Records provided: Begin

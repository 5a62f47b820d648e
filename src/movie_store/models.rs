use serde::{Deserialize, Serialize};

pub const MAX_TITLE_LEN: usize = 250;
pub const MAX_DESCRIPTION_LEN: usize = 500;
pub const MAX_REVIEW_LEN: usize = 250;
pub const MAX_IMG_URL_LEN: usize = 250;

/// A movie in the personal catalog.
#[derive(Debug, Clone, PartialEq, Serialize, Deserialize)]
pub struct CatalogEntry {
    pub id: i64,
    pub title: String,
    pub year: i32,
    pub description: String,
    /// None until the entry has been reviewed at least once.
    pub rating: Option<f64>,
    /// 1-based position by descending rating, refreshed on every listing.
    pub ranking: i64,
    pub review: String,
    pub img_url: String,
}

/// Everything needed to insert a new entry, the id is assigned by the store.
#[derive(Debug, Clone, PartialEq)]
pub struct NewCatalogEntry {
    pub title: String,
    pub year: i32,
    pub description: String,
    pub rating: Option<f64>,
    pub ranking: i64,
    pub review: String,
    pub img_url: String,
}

Records provided: End

In the material above, find every line with the word "struct" and show it.

■ **Task result**
pub struct CatalogEntry {
pub struct NewCatalogEntry {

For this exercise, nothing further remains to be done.